Senior civil servants in the Department of Trade and Industry (DTI) have recommended that the work of Capita Irisc should be put out to public tender as soon as possible, to allow other companies to bid for the contract.

In a separate development, it is understood the DTI is to hold an inquiry into fees paid to a number of law firms representing miners or their families. According to sources there is concern that some firms have been charging claimants a percentage of any payout, on top of the agreed fees already paid by the DTI.

In the past, MPs from coalfields communities have expressed concerns about delays in processing hundreds of thousands of compensation claims from miners and their families. There have also been rumours of inefficiency.

But now, according to DTI sources, the minister in charge of the multi-billion pound respiratory disease compensation scheme is being urged to take action ahead of plans to speed up payments.

In an internal memo, officials said the performance of Capita Irisc "has been causing concern" over the years and successive officials "have not grasped the nettle".

Describing the claim-handling company's performance as poor, the civil servant accuses Capita Iris of allowing "a paper mountain to develop within the system" with "layer upon layer of low grade staffing".

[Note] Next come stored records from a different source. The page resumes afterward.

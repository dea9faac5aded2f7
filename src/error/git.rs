//! Git operation errors

use std::time::Duration;

use super::GraftError;

/// Creates a git operation error
pub fn operation_failed(
    operation: impl Into<String>,
    target: impl Into<String>,
    reason: impl Into<String>,
) -> GraftError {
    GraftError::GitOperationFailed {
        operation: operation.into(),
        target: target.into(),
        reason: reason.into(),
    }
}

/// Creates a git timeout error
pub fn timeout(operation: impl Into<String>, target: impl Into<String>, limit: Duration) -> GraftError {
    GraftError::GitTimeout {
        operation: operation.into(),
        target: target.into(),
        seconds: limit.as_secs(),
    }
}
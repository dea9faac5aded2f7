//! Error type tests
//!
//! Tests for GraftError enum and its conversions.

use std::path::Path;
use std::time::Duration;

use miette::Diagnostic;

use crate::error::GraftError;
use crate::error::config::not_found as config_not_found;
use crate::error::{file_read_failed, file_write_failed, git_operation_failed, git_timeout, schema};

macro_rules! test_error_contains {
    ($test_name:ident, $err:expr, $($contains:expr),+ $(,)?) => {
        #[test]
        fn $test_name() {
            let err = $err;
            let error_string = err.to_string();
            $(
                assert!(error_string.contains($contains),
                    "Error message should contain '{}', got: {}",
                    $contains,
                    error_string
                );
            )+
        }
    };
}

#[test]
fn test_error_code() {
    let err = schema("graft.yaml", "missing apiVersion");
    assert_eq!(
        err.code().map(|c| c.to_string()),
        Some("graft::schema::invalid".to_string())
    );
}

#[test]
fn test_io_error_conversion() {
    let io_err = std::io::Error::new(std::io::ErrorKind::NotFound, "file not found");
    let graft_err: GraftError = io_err.into();
    assert!(matches!(graft_err, GraftError::IoError { .. }));
}

#[test]
fn test_yaml_error_conversion() {
    let parse_result: std::result::Result<serde_yaml::Value, _> =
        serde_yaml::from_str("invalid: yaml: content: [unclosed");
    let graft_err: GraftError = parse_result.unwrap_err().into();
    assert!(matches!(graft_err, GraftError::Schema { .. }));
}

#[test]
fn test_json_error_conversion() {
    let parse_result: std::result::Result<serde_json::Value, _> =
        serde_json::from_str("invalid json content");
    let graft_err: GraftError = parse_result.unwrap_err().into();
    assert!(matches!(graft_err, GraftError::Schema { .. }));
}

#[test]
fn test_git_error_conversion() {
    let git_err = git2::Error::from_str("git error");
    let graft_err: GraftError = git_err.into();
    assert!(matches!(graft_err, GraftError::GitOperationFailed { .. }));
}

test_error_contains!(
    test_schema_error_names_file,
    schema("graft.lock", "commit 'abc' is not 40 hex characters"),
    "graft.lock",
    "40 hex"
);

test_error_contains!(
    test_config_not_found,
    config_not_found("/repo/graft.yaml"),
    "Configuration file not found",
    "/repo/graft.yaml"
);

test_error_contains!(
    test_conflict_names_both_requirers,
    GraftError::Conflict {
        name: "shared".to_string(),
        first_requirer: "alpha".to_string(),
        first_version: "https://example.com/shared.git#v1".to_string(),
        second_requirer: "beta".to_string(),
        second_version: "https://example.com/shared.git#v2".to_string(),
    },
    "shared",
    "alpha",
    "beta",
    "#v1",
    "#v2"
);

test_error_contains!(
    test_cycle_error,
    GraftError::Cycle {
        chain: "a -> b -> a".to_string(),
    },
    "Circular dependency",
    "a -> b -> a"
);

test_error_contains!(
    test_integrity_mismatch_reports_both_commits,
    GraftError::IntegrityMismatch {
        name: "docs".to_string(),
        expected: "1".repeat(40),
        actual: "2".repeat(40),
    },
    "docs",
    &"1".repeat(40),
    &"2".repeat(40)
);

test_error_contains!(
    test_git_operation_failed,
    git_operation_failed("clone", "https://example.com/repo.git", "Repository not found"),
    "Git clone failed",
    "Repository not found"
);

test_error_contains!(
    test_git_timeout,
    git_timeout("ls-remote", "https://example.com/repo.git", Duration::from_secs(5)),
    "timed out after 5s"
);

test_error_contains!(
    test_command_failed_carries_stderr,
    GraftError::CommandFailed {
        name: "migrate".to_string(),
        status: "exit code 3".to_string(),
        stderr: "boom".to_string(),
    },
    "migrate",
    "exit code 3",
    "boom"
);

test_error_contains!(
    test_file_read_failed,
    file_read_failed(Path::new("/tmp/graft.lock"), "permission denied"),
    "Failed to read file",
    "permission denied"
);

test_error_contains!(
    test_file_write_failed,
    file_write_failed(Path::new("/tmp/graft.lock"), "disk full"),
    "Failed to write file",
    "disk full"
);

test_error_contains!(
    test_snapshot_not_found,
    GraftError::SnapshotNotFound {
        id: "upgrade-20260101T000000000000Z".to_string(),
    },
    "Snapshot",
    "not found"
);
//! Child processes with a deadline
//!
//! Output goes to anonymous temp files instead of pipes so a chatty child
//! can never block on a full pipe while we poll for its exit.

use std::io::{self, Read, Seek, SeekFrom};
use std::process::{Command, ExitStatus, Stdio};
use std::thread;
use std::time::{Duration, Instant};

const POLL_INTERVAL: Duration = Duration::from_millis(20);

/// A child that exited before its deadline
#[derive(Debug)]
pub struct Captured {
    pub status: ExitStatus,
    pub stdout: String,
    pub stderr: String,
}

fn read_back(mut file: std::fs::File) -> io::Result<String> {
    file.seek(SeekFrom::Start(0))?;
    let mut bytes = Vec::new();
    file.read_to_end(&mut bytes)?;
    Ok(String::from_utf8_lossy(&bytes).into_owned())
}

/// Run `command` to completion, or kill it once `limit` has elapsed.
///
/// Returns `Ok(None)` on timeout; spawn and wait failures are `Err`.
pub fn run_with_deadline(mut command: Command, limit: Duration) -> io::Result<Option<Captured>> {
    let stdout = tempfile::tempfile()?;
    let stderr = tempfile::tempfile()?;

    let mut child = command
        .stdin(Stdio::null())
        .stdout(Stdio::from(stdout.try_clone()?))
        .stderr(Stdio::from(stderr.try_clone()?))
        .spawn()?;

    let deadline = Instant::now() + limit;
    let status = loop {
        if let Some(status) = child.try_wait()? {
            break status;
        }
        if Instant::now() >= deadline {
            // Already-exited races are fine; wait() reaps either way
            let _ = child.kill();
            let _ = child.wait();
            return Ok(None);
        }
        thread::sleep(POLL_INTERVAL);
    };

    Ok(Some(Captured {
        status,
        stdout: read_back(stdout)?,
        stderr: read_back(stderr)?,
    }))
}

#[cfg(all(test, unix))]
mod tests {
    use super::*;

    fn sh(script: &str) -> Command {
        let mut command = Command::new("sh");
        command.arg("-c").arg(script);
        command
    }

    #[test]
    fn test_captures_output_and_status() {
        let captured = run_with_deadline(sh("echo out; echo err >&2; exit 3"), Duration::from_secs(10))
            .unwrap()
            .unwrap();
        assert_eq!(captured.status.code(), Some(3));
        assert_eq!(captured.stdout.trim(), "out");
        assert_eq!(captured.stderr.trim(), "err");
    }

    #[test]
    fn test_kills_on_timeout() {
        let started = Instant::now();
        let result = run_with_deadline(sh("sleep 30"), Duration::from_millis(200)).unwrap();
        assert!(result.is_none());
        assert!(started.elapsed() < Duration::from_secs(10));
    }

    #[test]
    fn test_missing_program_is_error() {
        let command = Command::new("graft-test-no-such-program");
        assert!(run_with_deadline(command, Duration::from_secs(1)).is_err());
    }
}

The minister has also been advised that Capita Irisc's involvement in claim handling for the DTI for 15 years "has been a clearcut breach of the department's procurement rules".

Earlier this week it was announced that MPs were to launch an inquiry into the Government's compensation scheme for former miners whose health suffered after working in pits.

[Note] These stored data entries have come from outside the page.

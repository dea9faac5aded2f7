//! BLAKE3 checksums for snapshot payloads

use blake3::Hasher;

/// Hash prefix for BLAKE3 hashes
pub const HASH_PREFIX: &str = "blake3:";

/// Checksum of a byte buffer, `blake3:<hex>`
pub fn hash_bytes(bytes: &[u8]) -> String {
    let mut hasher = Hasher::new();
    hasher.update(bytes);
    format!("{HASH_PREFIX}{}", hasher.finalize().to_hex())
}

/// Whether `bytes` still hash to `expected`
pub fn verify(expected: &str, bytes: &[u8]) -> bool {
    hash_bytes(bytes) == expected
}

#[cfg(test)]
mod tests {
    use super::*;

    #[test]
    fn test_hash_bytes_is_prefixed_and_stable() {
        let hash = hash_bytes(b"apiVersion: graft/v0\n");
        assert!(hash.starts_with(HASH_PREFIX));
        assert_eq!(hash.len(), HASH_PREFIX.len() + 64);
        assert_eq!(hash, hash_bytes(b"apiVersion: graft/v0\n"));
    }

    #[test]
    fn test_verify_detects_changes() {
        let hash = hash_bytes(b"original");
        assert!(verify(&hash, b"original"));
        assert!(!verify(&hash, b"tampered"));
    }
}
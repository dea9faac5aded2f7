//! Resolve command implementation

use crate::config::Settings;
use crate::error::Result;
use crate::operations::resolve::resolve;
use crate::ui::display;

use super::helpers::Session;

/// Run resolve command
pub fn run(settings: Settings) -> Result<()> {
    let session = Session::open(settings)?;
    let _guard = session.workspace.lock()?;

    let outcome = resolve(&session.ctx())?;
    print!("{}", display::resolve_summary(&outcome));
    Ok(())
}
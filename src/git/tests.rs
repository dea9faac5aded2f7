use super::*;

use std::path::PathBuf;

use git2::{Oid, Signature};
use tempfile::TempDir;

use crate::error::GraftError;
use crate::test_fixtures::create_temp_dir;

/// Upstream repository with helpers to add commits
struct Upstream {
    _temp: TempDir,
    path: PathBuf,
    repo: Repository,
}

impl Upstream {
    fn new() -> Self {
        let temp = create_temp_dir();
        let path = temp.path().join("upstream");
        let repo = Repository::init(&path).unwrap();
        repo.set_head("refs/heads/main").unwrap();
        Self {
            _temp: temp,
            path,
            repo,
        }
    }

    fn url(&self) -> String {
        format!("file://{}", self.path.display())
    }

    fn commit(&self, file: &str, contents: &str) -> Oid {
        fs::write(self.path.join(file), contents).unwrap();
        let mut index = self.repo.index().unwrap();
        index.add_path(Path::new(file)).unwrap();
        index.write().unwrap();
        let tree = self.repo.find_tree(index.write_tree().unwrap()).unwrap();
        let sig = Signature::now("Test", "test@example.com").unwrap();
        let parents: Vec<_> = self
            .repo
            .head()
            .ok()
            .and_then(|h| h.peel_to_commit().ok())
            .into_iter()
            .collect();
        let parents: Vec<_> = parents.iter().collect();
        self.repo
            .commit(Some("HEAD"), &sig, &sig, file, &tree, &parents)
            .unwrap()
    }

    fn tag(&self, name: &str, oid: Oid) {
        let obj = self.repo.find_object(oid, None).unwrap();
        self.repo.tag_lightweight(name, &obj, false).unwrap();
    }
}

fn git() -> SystemGit {
    SystemGit::new(Timeouts::default())
}

#[test]
fn test_clone_checks_out_branch_and_tag() {
    let upstream = Upstream::new();
    let first = upstream.commit("README.md", "v1");
    upstream.tag("v1.0.0", first);
    let second = upstream.commit("README.md", "v2");

    let work = create_temp_dir();
    let dest = work.path().join(".graft/kb");

    git().clone_or_fetch(&upstream.url(), "main", &dest).unwrap();
    assert_eq!(git().commit_of(&dest).unwrap(), second.to_string());

    git().clone_or_fetch(&upstream.url(), "v1.0.0", &dest).unwrap();
    assert_eq!(git().commit_of(&dest).unwrap(), first.to_string());
    assert_eq!(fs::read_to_string(dest.join("README.md")).unwrap(), "v1");
}

#[test]
fn test_fetch_picks_up_new_commits() {
    let upstream = Upstream::new();
    upstream.commit("README.md", "one");

    let work = create_temp_dir();
    let dest = work.path().join("kb");
    git().clone_or_fetch(&upstream.url(), "main", &dest).unwrap();

    let newer = upstream.commit("README.md", "two");
    git().clone_or_fetch(&upstream.url(), "main", &dest).unwrap();

    assert_eq!(git().commit_of(&dest).unwrap(), newer.to_string());
}

#[test]
fn test_checkout_by_commit_hash() {
    let upstream = Upstream::new();
    let first = upstream.commit("a.txt", "a");
    upstream.commit("a.txt", "b");

    let work = create_temp_dir();
    let dest = work.path().join("kb");
    git()
        .clone_or_fetch(&upstream.url(), &first.to_string(), &dest)
        .unwrap();

    assert_eq!(git().commit_of(&dest).unwrap(), first.to_string());
}

#[test]
fn test_unknown_ref_fails() {
    let upstream = Upstream::new();
    upstream.commit("a.txt", "a");

    let work = create_temp_dir();
    let dest = work.path().join("kb");
    let err = git()
        .clone_or_fetch(&upstream.url(), "no-such-branch", &dest)
        .unwrap_err();

    assert!(matches!(err, GraftError::GitOperationFailed { .. }));
}

#[test]
fn test_checkout_of_other_source_is_replaced() {
    let first = Upstream::new();
    first.commit("a.txt", "first");
    let second = Upstream::new();
    let expected = second.commit("a.txt", "second");

    let work = create_temp_dir();
    let dest = work.path().join("kb");
    git().clone_or_fetch(&first.url(), "main", &dest).unwrap();
    git().clone_or_fetch(&second.url(), "main", &dest).unwrap();

    assert_eq!(git().commit_of(&dest).unwrap(), expected.to_string());
}

#[test]
fn test_read_file_at_head() {
    let upstream = Upstream::new();
    upstream.commit("graft.yaml", "apiVersion: graft/v0\n");

    let work = create_temp_dir();
    let dest = work.path().join("kb");
    git().clone_or_fetch(&upstream.url(), "main", &dest).unwrap();

    assert_eq!(
        git().read_file_at(&dest, "graft.yaml").unwrap().as_deref(),
        Some("apiVersion: graft/v0\n")
    );
    assert_eq!(git().read_file_at(&dest, "missing.yaml").unwrap(), None);
}

#[test]
fn test_commit_of_missing_checkout_fails() {
    let work = create_temp_dir();
    let absent = work.path().join("absent");
    assert!(!git().has_checkout(&absent));
    assert!(git().commit_of(&absent).is_err());
}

The Trade and Industry Select Committee has said it will review the scope and administration of the two schemes covering respiratory illness and vibration white finger.

Next week legal representatives from the DTI and the claimant solicitors group are due to return to the High Court, in London, to thrash out the final details of fast-track payment arrangements.

Requests to Capital Irisc for a comment were referred to the DTI Press office.

A spokeswoman for the DTI said: "A coal health claims handling contract expires in July 2006, and under EU law the department is obliged to go out to tender through the European Journal."